Antipsychotics, commonly used for anxiety and psychosis, are linked to severe side effects like fatal ventricular arrhythmias, sudden cardiac death, and movement disorders, limiting their therapeutic use. This research aimed to explore novel mechanisms to treat psychotic anxiety while minimizing these risks. Drotaverine activates the cAMP/PKA/CREB pathway, while Hesperidin inhibits dopaminergic hyperactivity. Using a reserpine-induced orofacial dyskinesia model, which mimics tardive dyskinesia linked to oxidative stress, reserpine (1 mg/kg, s.c) was administered for three days. Rats were pre-treated with drotaverine (8 mg/kg, p.o) and hesperidin (50 mg/kg, p.o) for five days. Statistical analysis via one-way ANOVA and Dunnett’s test showed that reserpine significantly increased vacuous chewing movements (VCMs), tongue protrusions (TPs), and reduced locomotion and exploration.
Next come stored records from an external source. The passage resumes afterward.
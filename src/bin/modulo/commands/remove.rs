//! `modulo remove` command

use anyhow::Result;

use crate::cli::RemoveArgs;
use crate::GlobalOptions;
use modulo::ops::{remove_dependency, RemoveResult};
use modulo::util::Status;

pub fn execute(args: RemoveArgs, global_opts: &GlobalOptions) -> Result<()> {
    let shell = &global_opts.shell;
    let ctx = global_opts.context()?;

    match remove_dependency(&ctx.manifest_path(), &args.name)? {
        RemoveResult::Removed { name } => {
            shell.status(Status::Removed, name);
        }
        RemoveResult::NotFound { name } => {
            shell.status(
                Status::Warning,
                format!("dependency `{}` not found in cpkg.json", name),
            );
        }
    }

    Ok(())
}

#[cfg(test)]
mod tests {
    use crate::cli::RemoveArgs;
    use clap::Parser;

    fn parse_remove_args(args: &[&str]) -> RemoveArgs {
        #[derive(Parser)]
        struct TestCli {
            #[command(flatten)]
            remove: RemoveArgs,
        }
        TestCli::parse_from(args).remove
    }

    // =========================================================================
    // Package Name Tests
    // =========================================================================

    #[test]
    fn test_remove_simple_package_name() {
        assert_eq!(parse_remove_args(&["test", "openssl"]).name, "openssl");
    }

    #[test]
    fn test_remove_package_name_with_underscore() {
        assert_eq!(parse_remove_args(&["test", "my_package"]).name, "my_package");
    }

    #[test]
    fn test_remove_different_packages() {
        let names: Vec<_> = ["zlib", "openssl", "libcurl"]
            .iter()
            .map(|n| parse_remove_args(&["test", n]).name)
            .collect();

        assert_eq!(names, vec!["zlib", "openssl", "libcurl"]);
    }
}
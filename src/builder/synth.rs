//! Compiler command synthesis.
//!
//! Turns a manifest into a single compiler invocation: the output name comes
//! from the project name, then every dependency contributes one include flag
//! per `include` directory and one library path flag per `lib` directory
//! found in its installed layout. Caller-supplied arguments go last.

use std::fmt;
use std::path::Path;

use crate::builder::toolchain::Compiler;
use crate::core::layout::{self, DirRole};
use crate::core::manifest::Manifest;
use crate::util::process::ProcessBuilder;

/// A synthesized compiler invocation.
#[derive(Debug, Clone, PartialEq, Eq)]
pub struct CompileCommand {
    /// Program to run (`cl`, `g++`, ...)
    pub program: String,
    /// Arguments in order
    pub args: Vec<String>,
}

impl CompileCommand {
    /// Render the command as a single line.
    ///
    /// Arguments containing whitespace or quotes are wrapped in double quotes.
    pub fn to_command_string(&self) -> String {
        std::iter::once(self.program.as_str())
            .chain(self.args.iter().map(String::as_str))
            .map(quote_arg)
            .collect::<Vec<_>>()
            .join(" ")
    }

    /// Build a process that runs this command in `cwd`.
    pub fn to_process(&self, cwd: &Path) -> ProcessBuilder {
        ProcessBuilder::new(&self.program).args(&self.args).cwd(cwd)
    }
}

impl fmt::Display for CompileCommand {
    fn fmt(&self, f: &mut fmt::Formatter<'_>) -> fmt::Result {
        f.write_str(&self.to_command_string())
    }
}

fn quote_arg(arg: &str) -> String {
    if arg.is_empty() {
        return "\"\"".to_string();
    }
    if arg.chars().any(|c| c.is_whitespace() || c == '"') {
        format!("\"{}\"", arg.replace('"', "\\\""))
    } else {
        arg.to_string()
    }
}

/// Synthesize the compile command for `manifest`.
///
/// Dependencies are looked up under `packages_dir/<name>`. A dependency that
/// is not installed contributes no flags.
pub fn synthesize(
    compiler: Compiler,
    manifest: &Manifest,
    packages_dir: &Path,
    raw_args: &[String],
) -> CompileCommand {
    let mut args = compiler.output_args(&manifest.name);

    for dep in &manifest.dependencies {
        let root = packages_dir.join(dep);
        let dirs = layout::scan(&root);

        if dirs.is_empty() {
            tracing::debug!("`{}` has no include or lib directories at {}", dep, root.display());
        }

        args.extend(dirs.get(DirRole::Include).iter().map(|d| compiler.include_arg(d)));
        args.extend(dirs.get(DirRole::Lib).iter().map(|d| compiler.libpath_arg(d)));
    }

    args.extend(raw_args.iter().cloned());

    CompileCommand {
        program: compiler.program().to_string(),
        args,
    }
}
//! Command implementations

pub mod add;
pub mod compile;
pub mod completions;
pub mod help;
pub mod init;
pub mod install;
pub mod list;
pub mod remove;
pub mod search;
//! Hashing utilities for artifact checksums.

use std::fs::File;
use std::io::{BufReader, Read};
use std::path::Path;

use anyhow::{Context, Result};
use sha2::{Digest, Sha256};

/// Compute SHA256 hash of a file.
pub fn sha256_file(path: &Path) -> Result<String> {
    let file = File::open(path)
        .with_context(|| format!("failed to open file for hashing: {}", path.display()))?;

    let mut reader = BufReader::new(file);
    let mut hasher = Sha256::new();
    let mut buffer = [0u8; 8192];

    loop {
        let bytes_read = reader.read(&mut buffer)?;
        if bytes_read == 0 {
            break;
        }
        hasher.update(&buffer[..bytes_read]);
    }

    Ok(hex::encode(hasher.finalize()))
}

#[cfg(test)]
mod tests {
    use super::*;
    use tempfile::TempDir;

    #[test]
    fn test_sha256_file() {
        let tmp = TempDir::new().unwrap();
        let path = tmp.path().join("artifact.zip");
        std::fs::write(&path, b"hello world").unwrap();

        assert_eq!(
            sha256_file(&path).unwrap(),
            "b94d27b9934d3e08a52e52d7da7dabfac484efe37a5380ee9088f7ace2efcde9"
        );
    }

    #[test]
    fn test_sha256_empty_file() {
        let tmp = TempDir::new().unwrap();
        let path = tmp.path().join("empty");
        std::fs::write(&path, b"").unwrap();

        assert_eq!(
            sha256_file(&path).unwrap(),
            "e3b0c44298fc1c149afbf4c8996fb92427ae41e4649b934ca495991b7852b855"
        );
    }

    #[test]
    fn test_sha256_missing_file() {
        let tmp = TempDir::new().unwrap();
        assert!(sha256_file(&tmp.path().join("missing")).is_err());
    }
}
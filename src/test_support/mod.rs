//! Test fixtures for Modulo unit tests.
//!
//! Builds package archives, registries and installed layouts inside a
//! temporary directory so the install and compile pipelines can run without
//! the network or the real home directory.
//!
//! # Example
//!
//! ```rust,ignore
//! use modulo::test_support::{PackageArchive, TestEnv};
//!
//! let env = TestEnv::new();
//! let archive = PackageArchive::new()
//!     .file("zlib/include/zlib.h", "int deflate(void);")
//!     .dir("zlib/lib");
//! env.publish("zlib", &archive);
//! ```

use std::collections::BTreeMap;
use std::fs::{self, File};
use std::io::Write;
use std::path::{Path, PathBuf};

use tempfile::TempDir;
use zip::write::SimpleFileOptions;

use crate::util::GlobalContext;

/// Contents of a package archive.
#[derive(Debug, Clone, Default)]
pub struct PackageArchive {
    /// Entry path → file contents (`None` for a directory)
    entries: Vec<(String, Option<Vec<u8>>)>,
}

impl PackageArchive {
    /// Create an empty archive description.
    pub fn new() -> Self {
        PackageArchive::default()
    }

    /// Add a directory entry.
    pub fn dir(mut self, path: &str) -> Self {
        self.entries.push((format!("{}/", path.trim_end_matches('/')), None));
        self
    }

    /// Add a file entry.
    pub fn file(mut self, path: &str, contents: impl Into<Vec<u8>>) -> Self {
        self.entries.push((path.to_string(), Some(contents.into())));
        self
    }

    /// Write the archive as a zip file.
    pub fn write_zip(&self, path: &Path) {
        let mut zip = zip::ZipWriter::new(File::create(path).unwrap());
        let options = SimpleFileOptions::default();

        for (name, contents) in &self.entries {
            match contents {
                None => zip.add_directory(name.as_str(), options).unwrap(),
                Some(data) => {
                    zip.start_file(name.as_str(), options).unwrap();
                    zip.write_all(data).unwrap();
                }
            }
        }

        zip.finish().unwrap();
    }
}

/// A throwaway project directory, base directory and registry.
pub struct TestEnv {
    tmp: TempDir,
    registry: BTreeMap<String, serde_json::Value>,
    pub ctx: GlobalContext,
}

impl TestEnv {
    /// Create an environment with an empty project and no registry file.
    pub fn new() -> Self {
        let tmp = TempDir::new().unwrap();
        let project = tmp.path().join("project");
        fs::create_dir_all(&project).unwrap();
        fs::create_dir_all(tmp.path().join("archives")).unwrap();

        let ctx = GlobalContext::with_home(project, tmp.path().join("home"))
            .with_registry_path(tmp.path().join("registry.json"));

        TestEnv {
            tmp,
            registry: BTreeMap::new(),
            ctx,
        }
    }

    /// Project directory (working directory of the context).
    pub fn project_dir(&self) -> &Path {
        self.ctx.cwd()
    }

    /// Base directory (`~/.modulo` stand-in). Not created up front.
    pub fn home(&self) -> PathBuf {
        self.tmp.path().join("home")
    }

    /// Directory holding archives that registry entries point at.
    pub fn archives_dir(&self) -> PathBuf {
        self.tmp.path().join("archives")
    }

    /// Add or replace a registry entry and rewrite `registry.json`.
    pub fn register(&mut self, name: &str, entry: serde_json::Value) {
        self.registry.insert(name.to_string(), entry);
        let json = serde_json::to_string_pretty(&self.registry).unwrap();
        fs::write(self.ctx.registry_path(), json).unwrap();
    }

    /// Write `archive` as `<name>.zip` and register it under `name`.
    pub fn publish(&mut self, name: &str, archive: &PackageArchive) -> PathBuf {
        let path = self.archives_dir().join(format!("{}.zip", name));
        archive.write_zip(&path);
        self.register(name, serde_json::Value::String(path.display().to_string()));
        path
    }

    /// Create an installed layout directly, bypassing the installer.
    pub fn install_layout(&self, package: &str, dirs: &[&str]) -> PathBuf {
        let root = self.home().join("packages").join(package);
        fs::create_dir_all(&root).unwrap();
        for dir in dirs {
            fs::create_dir_all(root.join(dir)).unwrap();
        }
        root
    }
}

impl Default for TestEnv {
    fn default() -> Self {
        Self::new()
    }
}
Pre-treatment with drotaverine and hesperidin reduced VCMs and TPs. Reserpine-treated rats had lower catalase and higher lipid peroxidation (LPO) levels, indicators of oxidative stress, which were reversed by the drugs. Additionally, drotaverine improved cognition by modulating the cAMP/PKA/CREB pathway, and Hesperidin offered neuroprotection through GABAergic transmission. Both drugs, alone or in combination, demonstrate potential as alternative therapies for psychotic anxiety with neuroprotective benefits.